Figure 1: (a) A schematic which describes the vertical structure of our device (upper), and a micrograph of sample #1 (lower). (b) Conductivity of sample #1 as a function of VTG and VBG, measured at T = 1.5 K.

Figure 1(a) lower micrograph shows one of our double bilayer graphene heterostructures, and the upper schematic describes the vertical structure of the device. Samples are fabricated using a general dry transfer process, elaborated in Ref.8,23. Double bilayer graphene heterostructures can be considered as dual-gated bilayer graphene systems using the top bilayer graphene as a top-gate with relatively low density of states compared to a conventional metal gate. Back-gate bias (VBG)

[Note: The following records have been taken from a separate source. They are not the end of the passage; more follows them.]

//! Edit-handler registrations.
//!
//! A document must have exactly one edit handler wired to it, otherwise a
//! single user edit would be processed twice. Setup is therefore
//! lookup-then-create: [`ensure_handler`] lists what is registered and only
//! adds a registration when none of the same kind exists for the document.

use anyhow::{Context, Result};
use serde::{Deserialize, Serialize};
use std::path::{Path, PathBuf};

#[derive(Debug, Clone, Copy, PartialEq, Eq, Serialize, Deserialize)]
#[serde(rename_all = "snake_case")]
pub enum HandlerKind {
    /// Fires on every user edit of the document.
    OnEdit,
}

#[derive(Debug, Clone, PartialEq, Eq, Serialize, Deserialize)]
pub struct Registration {
    pub kind: HandlerKind,
    /// Document identity (for the CSV host, the canonical file path).
    pub document: String,
    /// Unix seconds.
    pub created_at: i64,
}

/// Host capability to list and create handler registrations.
pub trait HandlerRegistry {
    fn list(&self) -> Result<Vec<Registration>>;
    fn create(&mut self, registration: Registration) -> Result<()>;
}

#[derive(Debug, Clone, Copy, PartialEq, Eq)]
pub enum Ensured {
    AlreadyRegistered,
    Registered,
}

/// Ensures exactly one handler of `kind` exists for `document`.
pub fn ensure_handler(
    registry: &mut dyn HandlerRegistry,
    kind: HandlerKind,
    document: &str,
) -> Result<Ensured> {
    if is_registered(registry, kind, document)? {
        tracing::debug!(?kind, document, "handler already registered");
        return Ok(Ensured::AlreadyRegistered);
    }
    registry.create(Registration {
        kind,
        document: document.to_string(),
        created_at: chrono::Utc::now().timestamp(),
    })?;
    tracing::info!(?kind, document, "handler registered");
    Ok(Ensured::Registered)
}

pub fn is_registered(registry: &dyn HandlerRegistry, kind: HandlerKind, document: &str) -> Result<bool> {
    Ok(registry
        .list()?
        .iter()
        .any(|r| r.kind == kind && r.document == document))
}

/// Registry held in memory.
#[derive(Debug, Default)]
pub struct MemoryRegistry {
    registrations: Vec<Registration>,
}

impl HandlerRegistry for MemoryRegistry {
    fn list(&self) -> Result<Vec<Registration>> {
        Ok(self.registrations.clone())
    }

    fn create(&mut self, registration: Registration) -> Result<()> {
        self.registrations.push(registration);
        Ok(())
    }
}

/// Registry persisted as JSON, by default at `~/.local/state/rowrename/handlers.json`.
#[derive(Debug)]
pub struct JsonRegistry {
    path: PathBuf,
    registrations: Vec<Registration>,
}

impl JsonRegistry {
    pub fn default_path() -> Result<PathBuf> {
        let xdg_dirs = xdg::BaseDirectories::with_prefix("rowrename")?;
        Ok(xdg_dirs.get_state_home().join("handlers.json"))
    }

    pub fn open_default() -> Result<Self> {
        Self::open_at(&Self::default_path()?)
    }

    /// Opens the registry at `path`; a missing file is an empty registry.
    pub fn open_at(path: &Path) -> Result<Self> {
        let registrations = match std::fs::read(path) {
            Ok(bytes) => serde_json::from_slice(&bytes)
                .with_context(|| format!("parse handler registry: {}", path.display()))?,
            Err(e) if e.kind() == std::io::ErrorKind::NotFound => Vec::new(),
            Err(e) => {
                return Err(e).with_context(|| format!("read handler registry: {}", path.display()))
            }
        };
        Ok(Self {
            path: path.to_path_buf(),
            registrations,
        })
    }

    pub fn path(&self) -> &Path {
        &self.path
    }

    fn save(&self) -> Result<()> {
        if let Some(parent) = self.path.parent() {
            std::fs::create_dir_all(parent)
                .with_context(|| format!("create dir: {}", parent.display()))?;
        }
        let json = serde_json::to_string_pretty(&self.registrations)
            .context("serialize handler registry")?;
        std::fs::write(&self.path, json)
            .with_context(|| format!("write handler registry: {}", self.path.display()))?;
        Ok(())
    }
}

impl HandlerRegistry for JsonRegistry {
    fn list(&self) -> Result<Vec<Registration>> {
        Ok(self.registrations.clone())
    }

    fn create(&mut self, registration: Registration) -> Result<()> {
        self.registrations.push(registration);
        self.save()
    }
}

#[cfg(test)]
mod tests {
    use super::*;
    use tempfile::tempdir;

    #[test]
    fn ensure_is_idempotent() {
        let mut registry = MemoryRegistry::default();
        assert_eq!(
            ensure_handler(&mut registry, HandlerKind::OnEdit, "doc-a").unwrap(),
            Ensured::Registered
        );
        assert_eq!(
            ensure_handler(&mut registry, HandlerKind::OnEdit, "doc-a").unwrap(),
            Ensured::AlreadyRegistered
        );
        assert_eq!(registry.list().unwrap().len(), 1);
    }

    #[test]
    fn documents_are_independent() {
        let mut registry = MemoryRegistry::default();
        ensure_handler(&mut registry, HandlerKind::OnEdit, "doc-a").unwrap();
        ensure_handler(&mut registry, HandlerKind::OnEdit, "doc-b").unwrap();
        assert_eq!(registry.list().unwrap().len(), 2);
        assert!(is_registered(&registry, HandlerKind::OnEdit, "doc-b").unwrap());
        assert!(!is_registered(&registry, HandlerKind::OnEdit, "doc-c").unwrap());
    }

    #[test]
    fn json_registry_persists_across_opens() {
        let dir = tempdir().unwrap();
        let path = dir.path().join("state").join("handlers.json");

        let mut registry = JsonRegistry::open_at(&path).unwrap();
        assert!(registry.list().unwrap().is_empty());
        ensure_handler(&mut registry, HandlerKind::OnEdit, "/tmp/sheet.csv").unwrap();

        let mut reopened = JsonRegistry::open_at(&path).unwrap();
        assert_eq!(
            ensure_handler(&mut reopened, HandlerKind::OnEdit, "/tmp/sheet.csv").unwrap(),
            Ensured::AlreadyRegistered
        );
        let list = reopened.list().unwrap();
        assert_eq!(list.len(), 1);
        assert_eq!(list[0].kind, HandlerKind::OnEdit);
    }

    #[test]
    fn json_registry_rejects_garbage() {
        let dir = tempdir().unwrap();
        let path = dir.path().join("handlers.json");
        std::fs::write(&path, "not json").unwrap();
        assert!(JsonRegistry::open_at(&path).is_err());
    }
}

is applied on the highly degenerate Si substrate, and top-gate bias (VTG) is applied on the top bilayer graphene. Bottom bilayer graphene conductivity (σ) was measured as a function of VBG and VTG using a conventional low-current lock-in technique while grounded in average. Figure 1(b) shows the measured conductivity of the bottom bilayer graphene of sample #1 at T = 1.5 K. Here, conductivity lower than 0.05 mS is presented as black, which is indeed along the diagonal charge neutrality line. VBG and VTG control carrier densities of the bottom (nB) and top (nT) bilayer graphene and corresponding chemical potentials of the bottom (μB) and top (μT) bilayers, as described by8,24 eVBG = e2(nB + nT)/CBG + μB (1) eVTG = −e2nT/CTG − μT + μB (2). CBG and CTG are capacitances of back-gate and top-gate dielectrics, and e is electron charge. VBG and VTG in Eqs. (1) and (2) are referenced with respect to the bias values at nB = nT = 0 (double charge neutrality point, DNP, at which both top and bottom graphene have zero carrier density). Using a dual-gated structure both carrier density and E-field across the bottom bilayer graphene (EB) can be independently controlled. EB is given by EB = enB/2ɛ0 + enT /ɛ0 + EB0 (3) where EB0 is a built-in E-field in the bottom bilayer graphene at DNP by unintentional doping25, and ɛ0 is vacuum permittivity. At nB = EB = 0 Eq. (1) and Eq. (3) yield EB0 = −enT /ɛ0 = CBGVBG/ɛ0, where VBG is the difference between the VBG values at DNP and at the nB = EB = 0 point25. nB = EB = 0 point is identified as the charge neutrality point (Dirac point) with a highest conductivity as marked in Fig. 1(b) [point (i), minimum band gap point], which is expected to have a minimum band gap. From that point EB increases along the charge neutrality line. We note that in Fig. 1(b)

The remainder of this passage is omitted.